Could you copy each line of the listing that holds "LabelResult"?

▶ _Extracted information_:
━━━━━━━━━━━━━━━━━━━━

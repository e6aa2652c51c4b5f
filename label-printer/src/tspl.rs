//! TSPL label generator
//!
//! Renders a [`Layout`] as TSPL: `COMMAND arg,arg,...` per CRLF-terminated
//! line. The page size is given in millimetres, everything else in dots.
//!
//! Differences from CPCL that are kept on purpose:
//! - text `size` is a magnification factor applied to both axes
//! - lines become filled `BAR` rectangles
//! - the wide bar width is absolute (`narrow * ratio`)
//! - barcode text style (font, size, offset) has no TSPL equivalent and is
//!   ignored; only the on/off flag survives
//! - vertical barcodes are handled by [`VerticalBarcodePolicy`]

use shared::models::{LabelDocument, LabelElement};
use tracing::{debug, instrument, warn};

use crate::config::{TsplConfig, VerticalBarcodePolicy};
use crate::error::{LabelError, LabelResult};
use crate::layout::{
    BarcodeElement, BarcodeOrientation, BarcodeType, Element, Layout, LineElement, TextElement,
    validate, validate_parts,
};
use crate::units::mm_to_dots;

/// Quote a TSPL string argument
///
/// An embedded `"` is written as the `\["]` escape.
fn quoted(s: &str) -> String {
    format!("\"{}\"", s.replace('"', "\\[\"]"))
}

/// String-based TSPL command builder
pub struct TsplBuilder {
    buf: String,
}

impl TsplBuilder {
    pub fn new() -> Self {
        Self {
            buf: String::with_capacity(512),
        }
    }

    fn command(&mut self, line: &str) -> &mut Self {
        self.buf.push_str(line);
        self.buf.push_str("\r\n");
        self
    }

    /// Label size in millimetres
    pub fn size(&mut self, width_mm: f64, height_mm: f64) -> &mut Self {
        self.command(&format!("SIZE {} mm,{} mm", width_mm, height_mm))
    }

    pub fn gap(&mut self, gap_mm: f64, offset_mm: f64) -> &mut Self {
        self.command(&format!("GAP {} mm,{} mm", gap_mm, offset_mm))
    }

    pub fn direction(&mut self, direction: u8) -> &mut Self {
        self.command(&format!("DIRECTION {}", direction))
    }

    /// Clear the image buffer
    pub fn cls(&mut self) -> &mut Self {
        self.command("CLS")
    }

    #[allow(clippy::too_many_arguments)]
    pub fn text(
        &mut self,
        x: i64,
        y: i64,
        font: &str,
        rotation: u32,
        x_mul: u32,
        y_mul: u32,
        content: &str,
    ) -> &mut Self {
        self.command(&format!(
            "TEXT {},{},{},{},{},{},{}",
            x,
            y,
            quoted(font),
            rotation,
            x_mul,
            y_mul,
            quoted(content)
        ))
    }

    /// Filled rectangle
    pub fn bar(&mut self, x: i64, y: i64, width: i64, height: i64) -> &mut Self {
        self.command(&format!("BAR {},{},{},{}", x, y, width, height))
    }

    #[allow(clippy::too_many_arguments)]
    pub fn barcode(
        &mut self,
        x: i64,
        y: i64,
        type_code: &str,
        height_dots: i64,
        human_readable: bool,
        rotation: u32,
        narrow: u32,
        wide: u32,
        content: &str,
    ) -> &mut Self {
        self.command(&format!(
            "BARCODE {},{},{},{},{},{},{},{},{}",
            x,
            y,
            quoted(type_code),
            height_dots,
            u8::from(human_readable),
            rotation,
            narrow,
            wide,
            quoted(content)
        ))
    }

    /// `PRINT <sets>,<copies>`
    pub fn print(&mut self, sets: u32, copies: u32) -> &mut Self {
        self.command(&format!("PRINT {},{}", sets, copies))
    }

    /// Finalize and return the accumulated commands
    pub fn finalize(self) -> String {
        self.buf
    }

    pub fn as_str(&self) -> &str {
        &self.buf
    }
}

impl Default for TsplBuilder {
    fn default() -> Self {
        Self::new()
    }
}

/// TSPL barcode type code
///
/// Anything other than CODE 39 prints as CODE 128.
pub fn barcode_type_code(barcode_type: &BarcodeType) -> &'static str {
    match barcode_type {
        BarcodeType::Code39 => "39",
        BarcodeType::Code128 | BarcodeType::Other(_) => "128",
    }
}

/// TSPL label generator
#[derive(Debug, Clone, Default)]
pub struct TsplGenerator {
    config: TsplConfig,
}

impl TsplGenerator {
    pub fn new(config: TsplConfig) -> Self {
        Self { config }
    }

    /// Validate and render a document
    pub fn generate(&self, doc: &LabelDocument) -> LabelResult<String> {
        self.render(&validate(doc)?)
    }

    /// Render an already validated layout
    #[instrument(skip(self, layout), fields(elements = layout.elements.len()))]
    pub fn render(&self, layout: &Layout) -> LabelResult<String> {
        self.config.validate()?;
        let mut b = TsplBuilder::new();
        b.size(layout.paper_width, layout.paper_height);
        b.gap(self.config.gap_mm, self.config.gap_offset_mm);
        b.direction(0);
        b.cls();

        for (index, element) in layout.elements.iter().enumerate() {
            match element {
                Element::Text(text) => self.render_text(&mut b, text),
                Element::Line(line) => render_line(&mut b, line),
                Element::Barcode(barcode) => self.render_barcode(&mut b, index, barcode)?,
            }
        }

        b.print(1, 1);

        let out = b.finalize();
        debug!(len = out.len(), "TSPL label generated");
        Ok(out)
    }

    fn render_text(&self, b: &mut TsplBuilder, text: &TextElement) {
        // Multipliers start at 1
        let mul = text.size.max(1);
        b.text(
            mm_to_dots(text.x),
            mm_to_dots(text.y),
            &self.config.font,
            0,
            mul,
            mul,
            &text.content,
        );
    }

    fn render_barcode(
        &self,
        b: &mut TsplBuilder,
        index: usize,
        barcode: &BarcodeElement,
    ) -> LabelResult<()> {
        if barcode.orientation == BarcodeOrientation::Vertical {
            match self.config.vertical_barcode {
                VerticalBarcodePolicy::Reject => {
                    return Err(LabelError::UnsupportedOrientation {
                        index,
                        field: "orientation",
                        language: "TSPL",
                    });
                }
                VerticalBarcodePolicy::Normalize => {
                    warn!(index, "vertical barcode printed in normal orientation");
                }
            }
        }

        let wide = barcode
            .narrow_bar_width
            .saturating_mul(barcode.wide_to_narrow_ratio);
        b.barcode(
            mm_to_dots(barcode.x),
            mm_to_dots(barcode.y),
            barcode_type_code(&barcode.barcode_type),
            mm_to_dots(barcode.height),
            barcode.text.is_some(),
            0,
            barcode.narrow_bar_width,
            wide,
            &barcode.content,
        );
        Ok(())
    }
}

/// Lines are drawn as bars along their longer axis
///
/// Equal extents count as horizontal. The length never drops below the
/// thickness, so a zero-length line still prints a square dot.
fn render_line(b: &mut TsplBuilder, line: &LineElement) {
    let x1 = mm_to_dots(line.x1);
    let y1 = mm_to_dots(line.y1);
    let x2 = mm_to_dots(line.x2);
    let y2 = mm_to_dots(line.y2);
    let thickness = i64::from(line.thickness);

    let width = (x2 - x1).abs();
    let height = (y2 - y1).abs();
    let (x, y) = (x1.min(x2), y1.min(y2));

    if width >= height {
        b.bar(x, y, width.max(thickness), thickness);
    } else {
        b.bar(x, y, thickness, height.max(thickness));
    }
}

/// Generate a TSPL command stream with default settings
pub fn generate_tspl(doc: &LabelDocument) -> LabelResult<String> {
    TsplGenerator::default().generate(doc)
}

/// Generate TSPL from an element list and paper size (mm)
pub fn generate(
    elements: &[LabelElement],
    paper_width: f64,
    paper_height: f64,
) -> LabelResult<String> {
    TsplGenerator::default().render(&validate_parts(elements, paper_width, paper_height)?)
}

#[cfg(test)]
mod tests {
    use super::*;

    fn lines(out: &str) -> Vec<&str> {
        out.split_terminator("\r\n").collect()
    }

    fn body(out: &str) -> Vec<&str> {
        let l = lines(out);
        l[4..l.len() - 1].to_vec()
    }

    #[test]
    fn test_hello_label() {
        let doc = LabelDocument::new(50.0, 30.0).with_element(LabelElement::text(5.0, 5.0, "HELLO"));
        let out = generate_tspl(&doc).unwrap();

        assert_eq!(
            out,
            "SIZE 50 mm,30 mm\r\n\
             GAP 2 mm,0 mm\r\n\
             DIRECTION 0\r\n\
             CLS\r\n\
             TEXT 40,40,\"TSS24.BF2\",0,1,1,\"HELLO\"\r\n\
             PRINT 1,1\r\n"
        );
    }

    #[test]
    fn test_fractional_paper_size() {
        let out = generate(&[], 40.5, 25.0).unwrap();
        assert_eq!(lines(&out)[0], "SIZE 40.5 mm,25 mm");
    }

    #[test]
    fn test_text_size_is_multiplier() {
        let big = LabelElement::text(1.0, 1.0, "BIG").with("size", 3).with("font", 5);
        let zero = LabelElement::text(1.0, 1.0, "Z").with("size", 0);
        let out = generate(&[big, zero], 50.0, 30.0).unwrap();

        assert_eq!(
            body(&out),
            vec![
                "TEXT 8,8,\"TSS24.BF2\",0,3,3,\"BIG\"",
                "TEXT 8,8,\"TSS24.BF2\",0,1,1,\"Z\"",
            ]
        );
    }

    #[test]
    fn test_quote_escaped() {
        let el = LabelElement::text(0.0, 0.0, "12\" pizza");
        let out = generate(&[el], 50.0, 30.0).unwrap();
        assert_eq!(body(&out)[0], "TEXT 0,0,\"TSS24.BF2\",0,1,1,\"12\\[\"] pizza\"");
    }

    #[test]
    fn test_horizontal_line() {
        let el = LabelElement::line(45.0, 3.0, 5.0, 3.0).with("thickness", 2);
        let out = generate(&[el], 50.0, 30.0).unwrap();
        assert_eq!(body(&out)[0], "BAR 40,24,320,2");
    }

    #[test]
    fn test_vertical_line() {
        let el = LabelElement::line(10.0, 25.0, 10.5, 5.0).with("thickness", 4);
        let out = generate(&[el], 50.0, 30.0).unwrap();
        assert_eq!(body(&out)[0], "BAR 80,40,4,160");
    }

    #[test]
    fn test_diagonal_tie_is_horizontal() {
        let el = LabelElement::line(0.0, 0.0, 2.0, 2.0);
        let out = generate(&[el], 50.0, 30.0).unwrap();
        assert_eq!(body(&out)[0], "BAR 0,0,16,1");
    }

    #[test]
    fn test_zero_length_line_is_square() {
        let el = LabelElement::line(1.0, 1.0, 1.0, 1.0).with("thickness", 3);
        let out = generate(&[el], 50.0, 30.0).unwrap();
        assert_eq!(body(&out)[0], "BAR 8,8,3,3");
    }

    #[test]
    fn test_barcode() {
        let el = LabelElement::barcode(2.0, 10.0, "ABC", 10.0)
            .with("type", "CODE 39")
            .with("narrowBarWidth", 3)
            .with("wideToNarrowRatio", 2)
            .with("showContent", true)
            .with("barcodeTextFont", 4);
        let out = generate(&[el], 50.0, 30.0).unwrap();

        // Text style is not expressible in TSPL
        assert_eq!(body(&out), vec!["BARCODE 16,80,\"39\",80,1,0,3,6,\"ABC\""]);
    }

    #[test]
    fn test_barcode_defaults_and_fallback_type() {
        let el = LabelElement::barcode(0.0, 0.0, "4006381333931", 8.0).with("type", "EAN13");
        let out = generate(&[el], 50.0, 30.0).unwrap();
        assert_eq!(body(&out)[0], "BARCODE 0,0,\"128\",64,0,0,2,6,\"4006381333931\"");
    }

    #[test]
    fn test_vertical_barcode_rejected_by_default() {
        let el = LabelElement::barcode(0.0, 0.0, "1", 8.0).with("orientation", "vertical");
        let err = generate(&[LabelElement::text(0.0, 0.0, "a"), el], 50.0, 30.0).unwrap_err();
        assert_eq!(
            err,
            LabelError::UnsupportedOrientation {
                index: 1,
                field: "orientation",
                language: "TSPL"
            }
        );
    }

    #[test]
    fn test_vertical_barcode_normalized() {
        let generator = TsplGenerator::new(
            TsplConfig::default().with_vertical_barcode(VerticalBarcodePolicy::Normalize),
        );
        let doc = LabelDocument::new(50.0, 30.0).with_element(
            LabelElement::barcode(0.0, 0.0, "1", 8.0).with("orientation", "VBARCODE"),
        );
        let out = generator.generate(&doc).unwrap();
        assert_eq!(body(&out)[0], "BARCODE 0,0,\"128\",64,0,0,2,6,\"1\"");
    }

    #[test]
    fn test_bad_config_produces_nothing() {
        let doc = LabelDocument::new(50.0, 30.0).with_element(LabelElement::text(0.0, 0.0, "x"));

        let injected = TsplGenerator::new(TsplConfig {
            font: "A\r\nPRINT 99".to_string(),
            ..TsplConfig::default()
        });
        assert!(matches!(
            injected.generate(&doc),
            Err(LabelError::InvalidConfig { field: "font", .. })
        ));

        let nan_gap = TsplGenerator::new(TsplConfig {
            gap_mm: f64::NAN,
            ..TsplConfig::default()
        });
        assert!(matches!(
            nan_gap.generate(&doc),
            Err(LabelError::InvalidConfig { field: "gap_mm", .. })
        ));

        let negative_offset = TsplGenerator::new(TsplConfig {
            gap_offset_mm: -5.0,
            ..TsplConfig::default()
        });
        assert!(matches!(
            negative_offset.generate(&doc),
            Err(LabelError::InvalidConfig { field: "gap_offset_mm", .. })
        ));
    }

    #[test]
    fn test_custom_gap_and_font() {
        let generator = TsplGenerator::new(TsplConfig {
            font: "3".to_string(),
            gap_mm: 3.5,
            gap_offset_mm: 1.0,
            ..TsplConfig::default()
        });
        let doc = LabelDocument::new(50.0, 30.0).with_element(LabelElement::text(0.0, 0.0, "x"));
        let out = generator.generate(&doc).unwrap();
        let l = lines(&out);

        assert_eq!(l[1], "GAP 3.5 mm,1 mm");
        assert_eq!(l[4], "TEXT 0,0,\"3\",0,1,1,\"x\"");
    }
}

━━━━━━━━━━━━━━━━━━━━

▶ _Exercise answer_:
use crate::error::{LabelError, LabelResult};
    pub fn generate(&self, doc: &LabelDocument) -> LabelResult<String> {
    pub fn render(&self, layout: &Layout) -> LabelResult<String> {
    ) -> LabelResult<()> {
pub fn generate_tspl(doc: &LabelDocument) -> LabelResult<String> {
) -> LabelResult<String> {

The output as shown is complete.